The very first plant to poke its head up in January or February in Ireland is the Snowdrop and I love seeing it emerge. There are hundreds of varieties and you can spend a fortune on some of them. They tend to grow in most conditions but do like some shade in the summer, so plants them where they’ll get shade from a deciduous shrub or a herbaceous plant. I like to sprinkle summer seeds over my spring bulbs so that I have interest in the spot left by the snowdrops when they’ve gone over and I’m less likely to dig up the bulbs in error.  Unlike most bulbs snowdrops are best planted just after they’ve finished flowering. This year i wanted to bulk out my snowdrop display but really struggled to find any in the garden centres, but I eventually found some plants in Lidl for €1.39 each. When the flowers are finished, remove them so that the plant doesn’t waste energy making seed and puts its energy back into the bulb instead. Allow the leaves to die back naturally.
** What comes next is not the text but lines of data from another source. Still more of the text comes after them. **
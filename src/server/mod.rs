//! HTTPS API of the agent
//!
//! Routes (all `POST`, JSON in and out):
//! - `/cluster/api/1.0/join` - legacy join
//! - `/cluster/api/1.0/sign-cert` - sign a CSR with a certificate-request token
//! - `/cluster/api/1.0/configure` - service and addon changes from a peer
//! - `/cluster/api/1.0/upgrade` - run one upgrade phase
//! - `/cluster/api/2.0/join` - HA join
//!
//! Any other method on these paths answers 404 with an empty body.
//! Malformed bodies answer 400, every other failure 500, both with
//! `{"error": "..."}`.

pub mod middleware;

use std::net::{IpAddr, SocketAddr};
use std::path::Path;
use std::sync::Arc;
use std::time::Duration;

use axum::body::Bytes;
use axum::extract::{ConnectInfo, Extension, State};
use axum::http::header::HOST;
use axum::http::{HeaderMap, StatusCode, Uri};
use axum::response::{IntoResponse, Response};
use axum::routing::{post, MethodRouter};
use axum::{Json, Router};
use axum_server::tls_rustls::RustlsConfig;
use serde::de::DeserializeOwned;
use serde::{Deserialize, Serialize};
use tracing::{info, warn};

use crate::config::AgentConfig;
use crate::configure::{ConfigureRequest, Configurator};
use crate::exec::CommandRunner;
use crate::issuer::CredentialIssuer;
use crate::join::{v1, v2, HostResolver, JoinCoordinatorV1, JoinCoordinatorV2};
use crate::lock::ResourceLocks;
use crate::membership::{split_host_port, MembershipView};
use crate::pki::FileCaSigner;
use crate::services::ServiceManager;
use crate::token::{KnownTokens, TokenStore};
use crate::upgrade::{UpgradeRequest, Upgrader};
use crate::Error;

use middleware::Deadline;

/// Failure of one API call
#[derive(Debug)]
pub enum ApiError {
    /// Body is not valid JSON for the endpoint
    BadRequest(String),
    /// The operation itself failed
    Failed(Error),
}

impl From<Error> for ApiError {
    fn from(err: Error) -> Self {
        Self::Failed(err)
    }
}

#[derive(Serialize)]
struct ErrorBody {
    error: String,
}

impl IntoResponse for ApiError {
    fn into_response(self) -> Response {
        let (status, error) = match self {
            Self::BadRequest(msg) => {
                warn!(error = %msg, "Rejected malformed request");
                (StatusCode::BAD_REQUEST, msg)
            }
            Self::Failed(err) => {
                warn!(kind = err.kind(), error = %err, "Request failed");
                (StatusCode::INTERNAL_SERVER_ERROR, err.to_string())
            }
        };
        (status, Json(ErrorBody { error })).into_response()
    }
}

fn decode<T: DeserializeOwned>(body: &Bytes) -> Result<T, ApiError> {
    serde_json::from_slice(body).map_err(|e| ApiError::BadRequest(e.to_string()))
}

/// Body of a certificate signing request
#[derive(Clone, Debug, Default, Deserialize)]
#[serde(default)]
pub struct SignRequest {
    /// Certificate-request token minted during the join
    pub token: String,
    /// PEM-encoded CSR
    pub request: String,
}

/// A signed certificate
#[derive(Clone, Debug, Serialize, Deserialize)]
pub struct SignResponse {
    /// PEM-encoded certificate
    pub certificate: String,
}

#[derive(Serialize)]
struct Empty {}

/// Everything the handlers operate on
pub struct AppState {
    join_v1: JoinCoordinatorV1,
    join_v2: JoinCoordinatorV2,
    issuer: CredentialIssuer,
    configurator: Configurator,
    upgrader: Upgrader,
    bind: SocketAddr,
    timeout: Duration,
}

impl AppState {
    /// Wire every coordinator over the node state described by `config`.
    ///
    /// All components share one set of file locks. `bind` stands in for the
    /// local address when a request carries no `Host`.
    pub fn new(
        config: AgentConfig,
        runner: Arc<dyn CommandRunner>,
        resolver: Arc<dyn HostResolver>,
        bind: SocketAddr,
    ) -> Self {
        let paths = config.paths.clone();
        let locks = ResourceLocks::new();

        let tokens = TokenStore::new(paths.clone(), locks.clone());
        let known = KnownTokens::new(paths.clone(), locks.clone());
        let services = ServiceManager::new(runner.clone(), config.topology);
        let signer = Arc::new(FileCaSigner::new(paths.clone(), locks.clone()));
        let issuer = CredentialIssuer::new(paths.clone(), tokens.clone(), known.clone(), signer);
        let membership = MembershipView::new(paths.clone(), services.clone(), locks);

        Self {
            join_v1: JoinCoordinatorV1::new(
                config.clone(),
                tokens.clone(),
                known,
                issuer.clone(),
                services.clone(),
                resolver.clone(),
            ),
            join_v2: JoinCoordinatorV2::new(
                config.clone(),
                tokens.clone(),
                issuer.clone(),
                membership,
                runner.clone(),
                resolver,
            ),
            issuer,
            configurator: Configurator::new(paths.clone(), tokens.clone(), services, runner.clone()),
            upgrader: Upgrader::new(paths, tokens, runner),
            bind,
            timeout: config.request_timeout,
        }
    }
}

/// Address the request was accepted on, as the caller dialed it.
///
/// Peers must be able to dial the result, so a wildcard or empty host is
/// refused.
fn local_address(uri: &Uri, headers: &HeaderMap, fallback: SocketAddr) -> Result<String, Error> {
    let address = uri
        .authority()
        .map(|a| a.to_string())
        .or_else(|| {
            headers
                .get(HOST)
                .and_then(|h| h.to_str().ok())
                .map(str::to_string)
        })
        .unwrap_or_else(|| fallback.to_string());

    let (host, _) = split_host_port(&address);
    let unspecified = host
        .parse::<IpAddr>()
        .map(|ip| ip.is_unspecified())
        .unwrap_or(false);
    if host.is_empty() || unspecified {
        return Err(Error::validation(
            "determine local address",
            format!("{address:?} is not an address peers can reach"),
        ));
    }
    Ok(address)
}

async fn join_v1(
    State(state): State<Arc<AppState>>,
    ConnectInfo(remote): ConnectInfo<SocketAddr>,
    body: Bytes,
) -> Result<Json<v1::JoinResponse>, ApiError> {
    let request: v1::JoinRequest = decode(&body)?;
    let response = state.join_v1.join(&request, &remote.to_string()).await?;
    Ok(Json(response))
}

async fn join_v2(
    State(state): State<Arc<AppState>>,
    ConnectInfo(remote): ConnectInfo<SocketAddr>,
    Extension(Deadline(deadline)): Extension<Deadline>,
    uri: Uri,
    headers: HeaderMap,
    body: Bytes,
) -> Result<Json<v2::JoinResponse>, ApiError> {
    let request: v2::JoinRequest = decode(&body)?;
    let host_port = local_address(&uri, &headers, state.bind)?;
    let response = state
        .join_v2
        .join(&request, &host_port, &remote.to_string(), deadline)
        .await?;
    Ok(Json(response))
}

async fn sign_cert(
    State(state): State<Arc<AppState>>,
    body: Bytes,
) -> Result<Json<SignResponse>, ApiError> {
    let request: SignRequest = decode(&body)?;
    let certificate = state.issuer.sign(&request.token, &request.request).await?;
    Ok(Json(SignResponse { certificate }))
}

async fn configure(
    State(state): State<Arc<AppState>>,
    body: Bytes,
) -> Result<Json<Empty>, ApiError> {
    let request: ConfigureRequest = decode(&body)?;
    state.configurator.configure(&request).await?;
    Ok(Json(Empty {}))
}

async fn upgrade(State(state): State<Arc<AppState>>, body: Bytes) -> Result<Json<Empty>, ApiError> {
    let request: UpgradeRequest = decode(&body)?;
    state.upgrader.upgrade(&request).await?;
    Ok(Json(Empty {}))
}

/// POST only; every other method is indistinguishable from an unknown path
fn post_only<H, T>(handler: H) -> MethodRouter<Arc<AppState>>
where
    H: axum::handler::Handler<T, Arc<AppState>>,
    T: 'static,
{
    post(handler).fallback(|| async { StatusCode::NOT_FOUND })
}

/// Build the API router with deadline and access-log layers applied
pub fn router(state: Arc<AppState>) -> Router {
    let timeout = state.timeout;
    Router::new()
        .route("/cluster/api/1.0/join", post_only(join_v1))
        .route("/cluster/api/1.0/sign-cert", post_only(sign_cert))
        .route("/cluster/api/1.0/configure", post_only(configure))
        .route("/cluster/api/1.0/upgrade", post_only(upgrade))
        .route("/cluster/api/2.0/join", post_only(join_v2))
        .with_state(state)
        .layer(axum::middleware::from_fn_with_state(
            timeout,
            middleware::deadline,
        ))
        .layer(axum::middleware::from_fn(middleware::access_log))
}

/// Serve `app` over TLS until the process exits
pub async fn serve(
    addr: SocketAddr,
    cert_file: &Path,
    key_file: &Path,
    app: Router,
) -> std::io::Result<()> {
    let tls_config = RustlsConfig::from_pem_file(cert_file, key_file).await?;

    info!(addr = %addr, "Starting cluster agent");

    axum_server::bind_rustls(addr, tls_config)
        .serve(app.into_make_service_with_connect_info::<SocketAddr>())
        .await
}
Following on a few weeks later from the snowdrop is the snowflake. This is a more statuesque cousin to the snowflake and is a really great addition to the spring border. There is a spring variety and a summer variety, with the latter flowering from mid to late spring. The leaves of the snowflake last longer than that of other spring bulbs but it looks healthy for most of the time so can be a nice backdrop to summer flowering plants. Just remember to deadhead like the snowdrops. I’ve heard that slugs eat them but I’ve never had an issue in my garden, and I have lots of problems with slugs and snails. Best planted in full sun or partial shade.
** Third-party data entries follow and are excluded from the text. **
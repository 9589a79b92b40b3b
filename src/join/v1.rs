//! Legacy join into a single control-plane cluster

use std::sync::Arc;

use serde::{Deserialize, Serialize};
use tracing::info;

use crate::config::{AgentConfig, ClusterMode};
use crate::issuer::CredentialIssuer;
use crate::membership::join_host_port;
use crate::services::{service_argument, ServiceManager};
use crate::token::known::KUBE_PROXY_IDENTITY;
use crate::token::{KnownTokens, TokenCategory, TokenStore};
use crate::{Error, Result};

use super::{disable_cert_reissue, kubelet_arguments, resolve_remote_host, HostResolver};

/// Body of a legacy join request
#[derive(Clone, Debug, Default, Deserialize)]
#[serde(default)]
pub struct JoinRequest {
    /// Admission token
    #[serde(rename = "token")]
    pub cluster_token: String,
    /// Hostname the joiner claims
    pub hostname: String,
    /// Port of the joiner's agent
    #[serde(rename = "port")]
    pub agent_port: String,
    /// Token this node uses to call back into the joiner
    #[serde(rename = "callback")]
    pub callback_token: String,
}

/// Everything a legacy joiner needs to start its services
#[derive(Clone, Debug, Default, PartialEq, Eq, Serialize, Deserialize)]
pub struct JoinResponse {
    /// Cluster CA certificate
    pub ca: String,
    /// etcd client URLs, as configured on this node
    pub etcd: String,
    /// API server port
    pub apiport: String,
    /// Static kube-proxy token
    pub kubeproxy: String,
    /// Kubelet token of the joiner
    pub kubelet: String,
    /// Kubelet arguments for the joiner
    pub kubelet_args: String,
    /// Name the joiner is known by
    pub hostname_override: String,
}

/// Runs legacy joins
#[derive(Clone)]
pub struct JoinCoordinatorV1 {
    config: AgentConfig,
    tokens: TokenStore,
    known: KnownTokens,
    issuer: CredentialIssuer,
    services: ServiceManager,
    resolver: Arc<dyn HostResolver>,
}

impl JoinCoordinatorV1 {
    /// Create a coordinator
    pub fn new(
        config: AgentConfig,
        tokens: TokenStore,
        known: KnownTokens,
        issuer: CredentialIssuer,
        services: ServiceManager,
        resolver: Arc<dyn HostResolver>,
    ) -> Self {
        Self {
            config,
            tokens,
            known,
            issuer,
            services,
            resolver,
        }
    }

    /// Admit a node into a legacy cluster.
    ///
    /// HA nodes refuse before the token is looked at. Any failure after
    /// the token is spent aborts the join without restoring it.
    pub async fn join(&self, request: &JoinRequest, remote_address: &str) -> Result<JoinResponse> {
        if self.config.mode == ClusterMode::Ha {
            return Err(Error::conflict(
                "join cluster",
                "this is an HA cluster, run 'microk8s enable ha-cluster' on the joining node and retry",
            ));
        }

        self.tokens
            .consume_valid(&request.cluster_token, TokenCategory::Admission)
            .await?;

        self.issuer
            .mint_certificate_request(&request.cluster_token)
            .await?;

        let hostname =
            resolve_remote_host(self.resolver.as_ref(), &request.hostname, remote_address).await;
        let endpoint = join_host_port(&hostname, &request.agent_port);
        info!(hostname = %hostname, endpoint = %endpoint, "Admitting node into legacy cluster");

        self.tokens
            .add_callback(&endpoint, &request.callback_token)
            .await
            .map_err(|e| e.within(&format!("add callback token for {endpoint}")))?;

        let ca = self.issuer.ca_certificate().await?;
        let kubeproxy = self
            .known
            .get(KUBE_PROXY_IDENTITY)
            .await
            .map_err(|e| e.within("retrieve kube-proxy token"))?;
        let kubelet = self
            .known
            .get_or_create_kubelet(&hostname)
            .await
            .map_err(|e| e.within("retrieve kubelet token"))?;

        // Static tokens are only read at API server startup.
        self.services.restart("apiserver").await?;

        let kubelet_args = kubelet_arguments(&self.config.paths, &hostname, &request.hostname).await?;
        disable_cert_reissue(&self.config.paths).await?;

        let paths = &self.config.paths;
        let response = JoinResponse {
            ca,
            etcd: service_argument(paths, "etcd", "--listen-client-urls")
                .await
                .unwrap_or_default(),
            apiport: service_argument(paths, "kube-apiserver", "--secure-port")
                .await
                .unwrap_or_default(),
            kubeproxy,
            kubelet,
            kubelet_args,
            hostname_override: hostname,
        };

        info!(hostname = %response.hostname_override, "Node joined legacy cluster");
        Ok(response)
    }
}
Aubrieta is very quick to follow snowdrops and snowflakes in my garden and its purple blossoms provides a wonderful contrast to the typical yellow / white colour palette of spring. The flowers themselves are not particularly spectacular but the plant can create a vivid carpet of colour in spring.  It is a plant that is very drought tolerant, but it’s also survived my water retentive clay soil, not to mention snowfalls. It’s meant to prefer a lime rich soil but it does very well in my neutral soil. It flowers best in full sun but does very well in partial shade in my garden. Just give it a prune after it’s flowered to tidy it up a bit.

Pink Hellebore

Another favourite of mine is the Hellebore. As with snowdrops these come in a variety of styles but unusual ones can be hard to come by and because they take a long time to mature the plants can be quite expensive. The best value I’ve found for unusual hellebores was in the garden centre at Powerscourt where I paid €13 per plant. Hellebores are woodland plants so like to be shaded from the summer sun. The only problem I’ve had with hellebores is blackened leaves on occasion, which I remedy by removing the leaves and burning or composting in the brown bin. I wouldn’t compost these in my own composter but it doesn’t reach the temperatures required to kill the fungus, unlike municipal composters. If you google images of hellebores you’ll see the range of colour they can be bought in, just be careful not to plant different varieties too close to one another or they’ll cross fertilise and result in a muddy flower colour over time.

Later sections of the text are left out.